FONTE: Redação RedeTV!
(www.redetv.uol.com.br).
Uma
holandesa de 20 anos que não conseguiu superar diversos traumas
causados por anos de abuso sexual submeteu-se a eutanásia após receber
autorização dos órgãos de saúde do país. A permissão para o procedimento,
que foi realizado no ano passado, foi divulgada só na quarta-feira (11)
pela Comissão de Eutanásia da Holanda.
Segundo informações do Metro, a holandesa foi
estuprada dos 5 aos 15 anos de idade e, como consequência, passou a sofrer de estresse
pós-traumático, depressão crônica, alucinações e anorexia severa.
Mesmo com uma melhora psicológica
depois de terapias intensivas, médicos diagnosticaram os problemas da vítima
como "incuráveis" e, por isso, a comissão permitiu que ela tirasse
a própria vida no procedimento realizado no final do ano passado. De
acordo com os médicos do órgão, a jovem estava consciente quando tomou a
decisão.
As autoridades holandesas decidiram
divulgar o caso para mostrar como o processo tem um alto nível de acompanhamento,
já que a jovem passou por três avaliações médicas.
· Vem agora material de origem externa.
pub mod builders;
pub mod fake_executor;
pub mod fake_reader;

use std::sync::Once;
use tracing_subscriber::{EnvFilter, fmt};

static INIT: Once = Once::new();

/// Initialise tracing for tests.
///
/// - Uses `with_test_writer()`, so logs are captured per-test.
/// - The Rust test harness only prints captured output for **failing** tests
///   (unless you run with `-- --nocapture`).
///
/// Enable levels with e.g.:
/// `RUST_LOG=debug cargo test`
pub fn init_tracing() {
    INIT.call_once(|| {
        let filter =
            EnvFilter::try_from_default_env().unwrap_or_else(|_| EnvFilter::new("info"));

        fmt()
            .with_env_filter(filter)
            .with_test_writer()
            .with_target(true)
            .init();
    });
}

/// Run a future with a 5-second timeout.
pub async fn with_timeout<F, T>(f: F) -> T
where
    F: std::future::Future<Output = T>,
{
    tokio::time::timeout(std::time::Duration::from_secs(5), f)
        .await
        .expect("Test timed out after 5 seconds")
}

/// A fixed, second-aligned instant so condition timestamps are comparable.
pub fn t(seconds: i64) -> chrono::DateTime<chrono::Utc> {
    chrono::DateTime::from_timestamp(1_767_225_600 + seconds, 0).expect("valid timestamp")
}
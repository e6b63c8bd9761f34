// src/logging.rs

//! Subscriber setup for the `pipelinerun` binary.
//!
//! `--log-level` wins when given. Otherwise `PIPELINERUN_LOG` is read as an
//! `EnvFilter` directive list, so `info,pipelinerun::status=debug` narrows
//! tracing to the state machine. Anything unparsable falls back to `info`.
//! Output goes to stderr; stdout carries only the printed run.

use anyhow::Result;
use tracing::level_filters::LevelFilter;
use tracing_subscriber::{EnvFilter, fmt};

use crate::cli::LogLevel;

pub const LOG_ENV_VAR: &str = "PIPELINERUN_LOG";

impl From<LogLevel> for LevelFilter {
    fn from(level: LogLevel) -> Self {
        match level {
            LogLevel::Error => LevelFilter::ERROR,
            LogLevel::Warn => LevelFilter::WARN,
            LogLevel::Info => LevelFilter::INFO,
            LogLevel::Debug => LevelFilter::DEBUG,
            LogLevel::Trace => LevelFilter::TRACE,
        }
    }
}

/// Install the global subscriber. Fails if one is already installed.
pub fn init_logging(cli_level: Option<LogLevel>) -> Result<()> {
    fmt()
        .with_env_filter(build_filter(cli_level, std::env::var(LOG_ENV_VAR).ok()))
        .with_target(true)
        .with_writer(std::io::stderr)
        .try_init()
        .map_err(|e| anyhow::anyhow!("failed to install log subscriber: {e}"))?;
    Ok(())
}

fn build_filter(cli_level: Option<LogLevel>, env: Option<String>) -> EnvFilter {
    if let Some(level) = cli_level {
        return EnvFilter::default().add_directive(LevelFilter::from(level).into());
    }
    env.filter(|directives| !directives.trim().is_empty())
        .and_then(|directives| EnvFilter::try_new(directives.trim()).ok())
        .unwrap_or_else(|| EnvFilter::new("info"))
}

#[cfg(test)]
mod tests {
    use super::*;

    #[test]
    fn cli_flag_overrides_environment() {
        let filter = build_filter(Some(LogLevel::Debug), Some("error".into()));
        assert_eq!(filter.max_level_hint(), Some(LevelFilter::DEBUG));
    }

    #[test]
    fn environment_directives_are_used() {
        let filter = build_filter(None, Some("warn".into()));
        assert_eq!(filter.max_level_hint(), Some(LevelFilter::WARN));
    }

    #[test]
    fn missing_environment_means_info() {
        let filter = build_filter(None, None);
        assert_eq!(filter.max_level_hint(), Some(LevelFilter::INFO));
    }
}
A decisão do governo holandês
permitir a eutanásia em caso de problemas psicológicos não agradou
especialistas do Reino Unido, segundo o jornal britânico. "É horrível e
preocupante que profissionais de saúde mental possam considerar
que a eutanásia é uma resposta para as feridas profundas e complexas
causados por abuso sexual", afirma Nikki Kenwar, do grupo "Distant
Voices" (Vozes distantes, em português).
"Um procedimento desses quase
passa a mensagem que se você é vítima de abuso, e consequentemente fica
com problemas mentais, será morta. Você está sendo punida com a morte por ser
uma vítima", disse o parlamentar, Robert Flello, ao The Independent.